What better day than Valentine’s to release a song about heartbreak?
Holly is a 20-year-old Pop artist based in Leeds, from Lichfield in the West Midlands. She has always had a huge passion for music and writing but began to develop these during the first lockdown in March 2020. Currently, she is studying pop music at Leeds Conservatoire whilst using her weekends and any free time for busking and gigging around the UK.
Holly’s latest single Still Breathing describes the pain of losing someone with the bittersweet process of finding out who you are and coming out the other side stronger, more well-rounded and sure of your self worth.
She sings about the difficulty of leaving a toxic relationship, which you realise was suffocating, and in the end leaving turns out to be a liberating decision.
Still Breathing teases you with relationship cliches to shed light on your partner’s immaturity and empty promises, and the pain of being left feeling constantly disappointed.

It took Holly a good eight months to get the song written. Whilst Still Breathing is about the pain of getting over somebody and finally moving on, Holly admitted that she also struggled with writing it but as soon as she let others’ thoughts and opinions go, she was able to write the song and truly be herself about it.
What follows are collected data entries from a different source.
//! Published directory name
//!
//! `<deployment_name>-<source_tag>-<timestamp>`, a single path component.

use std::fmt;

use super::Timestamp;

/// Name of a published deployment directory
#[derive(Debug, Clone, PartialEq, Eq, Hash)]
pub struct PublishedName(String);

impl PublishedName {
    pub const SEPARATOR: char = '-';

    pub fn new(deployment_name: &str, tag: &str, timestamp: &Timestamp) -> Self {
        Self(format!(
            "{deployment_name}{sep}{tag}{sep}{timestamp}",
            sep = Self::SEPARATOR
        ))
    }

    pub fn as_str(&self) -> &str {
        &self.0
    }
}

impl fmt::Display for PublishedName {
    fn fmt(&self, f: &mut fmt::Formatter<'_>) -> fmt::Result {
        f.write_str(&self.0)
    }
}

impl AsRef<std::path::Path> for PublishedName {
    fn as_ref(&self) -> &std::path::Path {
        std::path::Path::new(&self.0)
    }
}

/// Check that a value can be embedded in a published name
///
/// The name must stay a single path component.
pub fn validate_name_component(field: &str, value: &str) -> Result<(), String> {
    if value.is_empty() {
        return Err(format!("{} must not be empty", field));
    }
    if value == "." || value == ".." {
        return Err(format!("{} must not be '{}'", field, value));
    }
    if value.contains('/') || value.contains('\0') {
        return Err(format!("{} '{}' cannot contain '/' or NUL", field, value));
    }
    Ok(())
}

#[cfg(test)]
mod tests {
    use super::*;
    use chrono::NaiveDate;

    fn ts() -> Timestamp {
        Timestamp::from_naive(
            NaiveDate::from_ymd_opt(2012, 1, 5)
                .unwrap()
                .and_hms_opt(10, 40, 0)
                .unwrap(),
        )
    }

    #[test]
    fn joins_with_hyphens() {
        let name = PublishedName::new("timetables", "2012-01-05T1038", &ts());
        assert_eq!(name.as_str(), "timetables-2012-01-05T1038-20120105T104000");
    }

    #[test]
    fn validates_components() {
        assert!(validate_name_component("tag", "v1.0").is_ok());
        assert!(validate_name_component("tag", "").is_err());
        assert!(validate_name_component("tag", "..").is_err());
        assert!(validate_name_component("tag", "release/1.0").is_err());
    }
}
//! Manifest Writer
//!
//! Writes the `DEPLOYMENT` provenance record and makes it read-only.

use std::fs;
use std::io::Write;
use std::os::unix::fs::PermissionsExt;
use std::path::{Path, PathBuf};

use crate::domain::entities::Manifest;
use crate::domain::value_objects::layout::{MANIFEST_FILE, MANIFEST_MODE};
use crate::error::{DeployError, DeployResult};

/// Write the manifest at the tree root, then chmod it 0444
///
/// The mode is set on the open handle so there is no window where a
/// different file could be swapped in at the same path.
pub fn write_manifest(tree_root: &Path, manifest: &Manifest) -> DeployResult<PathBuf> {
    let path = tree_root.join(MANIFEST_FILE);
    let mut file = fs::OpenOptions::new()
        .write(true)
        .create(true)
        .truncate(true)
        .open(&path)
        .map_err(|e| DeployError::io(&path, e))?;
    file.write_all(manifest.render().as_bytes())
        .and_then(|_| file.sync_all())
        .map_err(|e| DeployError::io(&path, e))?;
    file.set_permissions(fs::Permissions::from_mode(MANIFEST_MODE))
        .map_err(|e| DeployError::io(&path, e))?;
    Ok(path)
}

/// Read and parse the manifest of a tree
pub fn read_manifest(tree_root: &Path) -> DeployResult<Manifest> {
    let path = tree_root.join(MANIFEST_FILE);
    let content = fs::read_to_string(&path).map_err(|e| DeployError::io(&path, e))?;
    Manifest::parse(&content).map_err(|message| DeployError::InvalidManifest {
        file: path,
        message,
    })
}
//! Property tests for deployment timestamps.

use chrono::NaiveDate;
use proptest::prelude::*;

use tagdeploy::Timestamp;

fn any_timestamp() -> impl Strategy<Value = Timestamp> {
    (1970i32..=9999, 1u32..=12, 1u32..=28, 0u32..24, 0u32..60, 0u32..60, 0u32..1_000_000_000)
        .prop_map(|(y, mo, d, h, mi, s, ns)| {
            let dt = NaiveDate::from_ymd_opt(y, mo, d)
                .unwrap()
                .and_hms_nano_opt(h, mi, s, ns)
                .unwrap();
            Timestamp::from_naive(dt)
        })
}

proptest! {
    #![proptest_config(ProptestConfig {
        cases: 256,
        .. ProptestConfig::default()
    })]

    /// PROPERTY: Rendering is always ISO-8601 basic, 15 characters, 'T' at index 8.
    #[test]
    fn property_format_is_basic_iso_8601(ts in any_timestamp()) {
        let s = ts.to_string();
        prop_assert_eq!(s.len(), 15);
        prop_assert_eq!(&s[8..9], "T");
        prop_assert!(s.chars().enumerate().all(|(i, c)| i == 8 || c.is_ascii_digit()));
    }

    /// PROPERTY: Rendered timestamps parse back to the same value.
    #[test]
    fn property_render_parse_round_trip(ts in any_timestamp()) {
        let parsed: Timestamp = ts.to_string().parse().unwrap();
        prop_assert_eq!(parsed, ts);
    }

    /// PROPERTY: Lexicographic order of rendered timestamps matches time order.
    #[test]
    fn property_rendering_sorts_chronologically(a in any_timestamp(), b in any_timestamp()) {
        prop_assert_eq!(a.cmp(&b), a.to_string().cmp(&b.to_string()));
    }
}
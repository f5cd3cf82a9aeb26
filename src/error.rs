//! Error types for tagdeploy
//!
//! Every failure of the staging and publish pipeline maps onto one variant of
//! [`DeployError`]. None of them are retried; the binary reports them verbatim.

use std::path::PathBuf;
use thiserror::Error;

/// Result type alias for tagdeploy operations
pub type DeployResult<T> = Result<T, DeployError>;

/// Main error type for tagdeploy operations
#[derive(Error, Debug)]
pub enum DeployError {
    /// The requested tag is not in the source repository's tag set
    #[error("no such tag: {tag} (repository: {repository})")]
    NoSuchTag { tag: String, repository: String },

    /// The repository could not be cloned or queried
    #[error("source repository unavailable: {repository}: {message}")]
    SourceUnavailable { repository: String, message: String },

    /// A config file or data directory overlay does not exist
    #[error("overlay source missing: {path}")]
    OverlaySourceMissing { path: PathBuf },

    /// The process lacks the privilege to chown/chmod to the target identity
    #[error("permission denied while normalizing {path}: {source}")]
    PermissionDenied {
        path: PathBuf,
        #[source]
        source: std::io::Error,
    },

    /// The final destination is occupied or the rename failed
    #[error("cannot publish to {destination}: {message}")]
    PublishConflict {
        destination: PathBuf,
        message: String,
    },

    /// A user or group name is not known to the host
    #[error("unknown {kind} '{name}'")]
    UnknownIdentity { kind: IdentityKind, name: String },

    /// Settings file could not be parsed or holds an invalid value
    #[error("invalid settings in {file}: {message}")]
    InvalidSettings { file: PathBuf, message: String },

    /// A DEPLOYMENT manifest could not be parsed
    #[error("invalid manifest {file}: {message}")]
    InvalidManifest { file: PathBuf, message: String },

    /// A request field cannot be used to build a deployment
    #[error("invalid deployment request: {message}")]
    InvalidRequest { message: String },

    /// Interrupted before the tree was published
    #[error("deployment cancelled before publish")]
    Cancelled,

    /// IO error on a specific path
    #[error("IO error on {path}: {source}")]
    Io {
        path: PathBuf,
        #[source]
        source: std::io::Error,
    },
}

/// Which identity database a lookup went to
#[derive(Debug, Clone, Copy, PartialEq, Eq)]
pub enum IdentityKind {
    User,
    Group,
}

impl std::fmt::Display for IdentityKind {
    fn fmt(&self, f: &mut std::fmt::Formatter<'_>) -> std::fmt::Result {
        match self {
            IdentityKind::User => write!(f, "user"),
            IdentityKind::Group => write!(f, "group"),
        }
    }
}

impl DeployError {
    /// Wrap an I/O error with the path it happened on
    pub fn io(path: impl Into<PathBuf>, source: std::io::Error) -> Self {
        DeployError::Io {
            path: path.into(),
            source,
        }
    }

    /// Stable, machine-readable name of the variant (used in JSON output)
    pub fn kind(&self) -> &'static str {
        match self {
            DeployError::NoSuchTag { .. } => "no_such_tag",
            DeployError::SourceUnavailable { .. } => "source_unavailable",
            DeployError::OverlaySourceMissing { .. } => "overlay_source_missing",
            DeployError::PermissionDenied { .. } => "permission_denied",
            DeployError::PublishConflict { .. } => "publish_conflict",
            DeployError::UnknownIdentity { .. } => "unknown_identity",
            DeployError::InvalidSettings { .. } => "invalid_settings",
            DeployError::InvalidManifest { .. } => "invalid_manifest",
            DeployError::InvalidRequest { .. } => "invalid_request",
            DeployError::Cancelled => "cancelled",
            DeployError::Io { .. } => "io",
        }
    }
}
When her friends joined in the songwriting process, Holly felt it helped – and it was a lot of fun.
Holly’s talent is impressive – juggling songwriting, performing live, being a student and going through heartbreak – something so many of us can relate to. The feeling of being young and in love and seeing your first relationship through rose-tinted glasses and putting up with more than you probably should is a character- building experience , almost like a rite of passage into your early 20s as you begin to step into yourself and discover who you truly are.

Through the sound of pop, Holly captures the emotion of heartbreak whilst learning to love and accept yourself. Self-described as a ‘pop girly through and through’, Holly Rolfe certainly knows how to use the sound to express the joy of falling in love, the anguish of heartbreak and the discovery of self.